There’s pretty much nothing my mother would like less, but I don’t feel like explaining our tenuous relationship to Vicky over text.

Outside of the memorial, I’m really the only person she’s seen since George died. Spending time with someone different would be good for her

After a minute, I send another message.

You guys used to be friends. This would be a good opportunity to catch up.

I can’t leave your grandmother ?

You can bring her.

I really think it’d be good for her mental health. I wouldn’t ask otherwise

I need this to happen. I need to get to those keys.

Please??? I’ll owe you big time.

Finally, Vicky responds.

All right…if you really think it would help. But I can’t guarantee she’ll say yes

THANK YOU!!!

I climb out of the car and head into the house. I’m digging into the fridge when my mom walks into the kitchen.

“Hey,” I say, popping my head around the side of the door.

She jumps back with a hand against her heart. “Harriet! You scared me.
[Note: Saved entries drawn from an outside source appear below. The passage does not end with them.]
#[cfg(test)]
mod tests {
    use super::*;
    use crate::target::Discarding;
    use std::sync::atomic::{AtomicUsize, Ordering};

    fn shared_outcome() -> SharedOutcome {
        Arc::new(Mutex::new(Outcome::new(Box::new(Discarding))))
    }

    fn transformed_work(name: &str) -> Work {
        let name = name.to_string();
        Box::new(move || {
            let name = name.clone();
            Ok(Box::new(move || {
                Ok(Materializable::Unresolved {
                    element: Element::of_bytes(format!("{name}.class"), Vec::new()),
                    type_name: name,
                })
            }) as Processing)
        })
    }

    #[test]
    fn serial_dispatch_preserves_submission_order_when_deferred() {
        let outcome = shared_outcome();
        let mut dispatcher = ForSerialTransformation::new(outcome.clone());
        for name in ["a.A", "a.B", "a.C"] {
            dispatcher.accept(transformed_work(name), false).expect("accept");
        }
        assert!(lock_outcome(&outcome).expect("outcome").unresolved.is_empty());
        dispatcher.complete().expect("complete");
        assert_eq!(
            lock_outcome(&outcome).expect("outcome").unresolved,
            ["a.A", "a.B", "a.C"]
        );
    }

    #[test]
    fn serial_dispatch_drains_immediately_when_requested() {
        let outcome = shared_outcome();
        let mut dispatcher = ForSerialTransformation::new(outcome.clone());
        dispatcher.accept(transformed_work("a.A"), true).expect("accept");
        assert_eq!(lock_outcome(&outcome).expect("outcome").unresolved, ["a.A"]);
    }

    #[test]
    fn serial_dispatch_raises_phase_one_errors_from_accept() {
        let mut dispatcher = ForSerialTransformation::new(shared_outcome());
        let result = dispatcher.accept(
            Box::new(|| Err(EngineError::Unresolved("a.A".into()))),
            false,
        );
        assert!(matches!(result, Err(EngineError::Unresolved(_))));
    }

    #[test]
    fn parallel_dispatch_completes_all_work() {
        let outcome = shared_outcome();
        let mut dispatcher =
            ForParallelTransformation::new(4, outcome.clone()).expect("dispatcher");
        let names: Vec<String> = (0..32).map(|index| format!("a.T{index}")).collect();
        for name in &names {
            dispatcher.accept(transformed_work(name), false).expect("accept");
        }
        dispatcher.complete().expect("complete");
        let mut seen = lock_outcome(&outcome).expect("outcome").unresolved.clone();
        seen.sort();
        let mut expected = names;
        expected.sort();
        assert_eq!(seen, expected);
    }

    #[test]
    fn parallel_dispatch_propagates_the_first_error() {
        let outcome = shared_outcome();
        let mut dispatcher =
            ForParallelTransformation::new(2, outcome.clone()).expect("dispatcher");
        dispatcher
            .accept(
                Box::new(|| Err(EngineError::Unresolved("a.Broken".into()))),
                false,
            )
            .expect("accept");
        let result = dispatcher.complete();
        assert!(matches!(result, Err(EngineError::Unresolved(_))));
    }

    #[test]
    fn parallel_dispatch_blocks_for_immediate_draining() {
        let outcome = shared_outcome();
        let mut dispatcher =
            ForParallelTransformation::new(2, outcome.clone()).expect("dispatcher");
        dispatcher.accept(transformed_work("a.A"), true).expect("accept");
        assert_eq!(lock_outcome(&outcome).expect("outcome").unresolved, ["a.A"]);
        dispatcher.complete().expect("complete");
    }

    #[test]
    fn materialization_is_serialized() {
        struct CountingSink {
            concurrent: Arc<AtomicUsize>,
            max_seen: Arc<AtomicUsize>,
        }

        impl Sink for CountingSink {
            fn store(
                &mut self,
                _types: Vec<(TypeDescription, Vec<u8>)>,
            ) -> Result<(), EngineError> {
                Ok(())
            }

            fn retain(&mut self, _element: &Element) -> Result<(), EngineError> {
                let now = self.concurrent.fetch_add(1, Ordering::SeqCst) + 1;
                self.max_seen.fetch_max(now, Ordering::SeqCst);
                std::thread::yield_now();
                self.concurrent.fetch_sub(1, Ordering::SeqCst);
                Ok(())
            }

            fn close(&mut self) -> Result<(), EngineError> {
                Ok(())
            }
        }

        let concurrent = Arc::new(AtomicUsize::new(0));
        let max_seen = Arc::new(AtomicUsize::new(0));
        let outcome = Arc::new(Mutex::new(Outcome::new(Box::new(CountingSink {
            concurrent: concurrent.clone(),
            max_seen: max_seen.clone(),
        }))));
        let mut dispatcher =
            ForParallelTransformation::new(4, outcome.clone()).expect("dispatcher");
        for index in 0..64 {
            dispatcher
                .accept(transformed_work(&format!("a.T{index}")), false)
                .expect("accept");
        }
        dispatcher.complete().expect("complete");
        assert_eq!(max_seen.load(Ordering::SeqCst), 1);
    }
}
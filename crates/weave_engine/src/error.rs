use crate::types::TypeDescription;
use std::collections::BTreeMap;
use std::io;
use std::path::PathBuf;
use thiserror::Error;
use weave_classfile::ClassReadError;

/// A type-erased error produced by a plugin's `matches`, `apply`,
/// `preprocess` or `close` implementation.
pub type PluginError = Box<dyn std::error::Error + Send + Sync + 'static>;

/// All failures recorded for a run, keyed by the failing type.
pub type Failures = BTreeMap<TypeDescription, Vec<PluginError>>;

/// A coarse classification of engine errors that handlers can match on
/// without inspecting individual variants.
#[derive(Debug, Clone, Copy, PartialEq, Eq)]
pub enum ErrorKind {
    Io,
    Unresolved,
    PluginApplication,
    PluginClose,
    LiveInitializer,
    Structural,
}

/// An error raised during a plugin engine application. Policy handlers
/// construct these to abort a run; the engine itself only raises the
/// I/O and structural variants.
#[derive(Debug, Error)]
pub enum EngineError {
    #[error("I/O error: {0}")]
    Io(#[from] io::Error),

    #[error("archive error: {0}")]
    Zip(#[from] zip::result::ZipError),

    #[error("failed to resolve type description for {0}")]
    Unresolved(String),

    #[error("failed to transform {type_name} using {plugin}: {message}")]
    PluginApplication {
        type_name: String,
        plugin: String,
        message: String,
    },

    #[error("failed to transform {type_name}: {count} error(s)")]
    TypeApplication { type_name: String, count: usize },

    #[error("failed to transform at least one type: {0} type(s) failed")]
    BatchApplication(usize),

    #[error("failed to close plugin {plugin}: {message}")]
    PluginClose { plugin: String, message: String },

    #[error("failed to construct plugin {plugin}: {message}")]
    PluginConstruction { plugin: String, message: String },

    #[error("failed to instrument {type_name} due to live initializer for {defining_type}")]
    LiveInitializer {
        type_name: String,
        defining_type: String,
    },

    #[error("discovered a resource when only class files were allowed: {0}")]
    UnexpectedResource(String),

    #[error("required a manifest but no manifest was found")]
    MissingManifest,

    #[error("resource {name} escapes the target root {root}")]
    IllegalResourcePath { name: String, root: PathBuf },

    #[error("no constructor of plugin {0} is resolvable")]
    NoResolvableConstructor(String),

    #[error("ambiguous constructors for plugin {0}")]
    AmbiguousConstructor(String),

    #[error("plugin {0} is not registered for discovery")]
    UnknownPlugin(String),

    #[error("failed to read class file for {type_name}: {source}")]
    ClassFile {
        type_name: String,
        #[source]
        source: ClassReadError,
    },

    #[error("shared transformation state was poisoned by a failed worker")]
    Poisoned,
}

impl EngineError {
    /// The kind of this error.
    pub fn kind(&self) -> ErrorKind {
        match self {
            EngineError::Io(_) | EngineError::Zip(_) => ErrorKind::Io,
            EngineError::Unresolved(_) => ErrorKind::Unresolved,
            EngineError::PluginApplication { .. }
            | EngineError::TypeApplication { .. }
            | EngineError::BatchApplication(_) => ErrorKind::PluginApplication,
            EngineError::PluginClose { .. } => ErrorKind::PluginClose,
            EngineError::LiveInitializer { .. } => ErrorKind::LiveInitializer,
            EngineError::UnexpectedResource(_)
            | EngineError::MissingManifest
            | EngineError::IllegalResourcePath { .. }
            | EngineError::NoResolvableConstructor(_)
            | EngineError::AmbiguousConstructor(_)
            | EngineError::UnknownPlugin(_)
            | EngineError::PluginConstruction { .. }
            | EngineError::ClassFile { .. }
            | EngineError::Poisoned => ErrorKind::Structural,
        }
    }
}

#[cfg(test)]
mod tests {
    use super::*;

    #[test]
    fn classifies_error_kinds() {
        assert_eq!(
            EngineError::Unresolved("a.B".into()).kind(),
            ErrorKind::Unresolved
        );
        assert_eq!(
            EngineError::BatchApplication(2).kind(),
            ErrorKind::PluginApplication
        );
        assert_eq!(EngineError::MissingManifest.kind(), ErrorKind::Structural);
        assert_eq!(
            EngineError::PluginClose {
                plugin: "p".into(),
                message: "m".into()
            }
            .kind(),
            ErrorKind::PluginClose
        );
    }
}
What in the name of god are you doing?”

“I live here?” I say, a noodle dangling from my lips.

She continues. “And where have you been? I cannot believe you disappeared from your father’s memorial—”

“Stepfather!” I can’t help but interject.

“—and after yet another person was murdered! You didn’t come to check on me. You just took off! What could you have possibly had to deal with that was more important? You don’t even have a job, for crying out loud.”

“I had to go see someone in the city,” I say.

“For what? You got fired!” Thankfully, her phone buzzes in her hand before I can respond. “Hang on.” She squints at the screen, then mutters, “Your aunt. What is she…” She types something and shakes her head. “Well. Vicky claims I’m the only one who—” Her phone buzzes again. “Oh, good grief.”

“What is it?”

My mom sighs. “It appears I have to run out for a bit. But when I get back, we are going to finish this conversation.”

As she gathers her purse from the counter, a thought occurs to me.

“Hey, Mom?”

She glances at her watch. “Yes?”

“Did Luke and George have a good relationship?”

Now she looks at me, frowning. “Excuse me?”

“Like, were things going well between them? With their business?”

She looks thoroughly annoyed by my questions. “Of course they were, Harriet. Luke adored George. George was a mentor to him. A father figure!”

“Right, okay.” I figured that was probably the answer I’d get, but I thought I’d try my hand anyway.

“Have some respect,” she snaps and then departs, leaving me alone in the house for the first time in two weeks.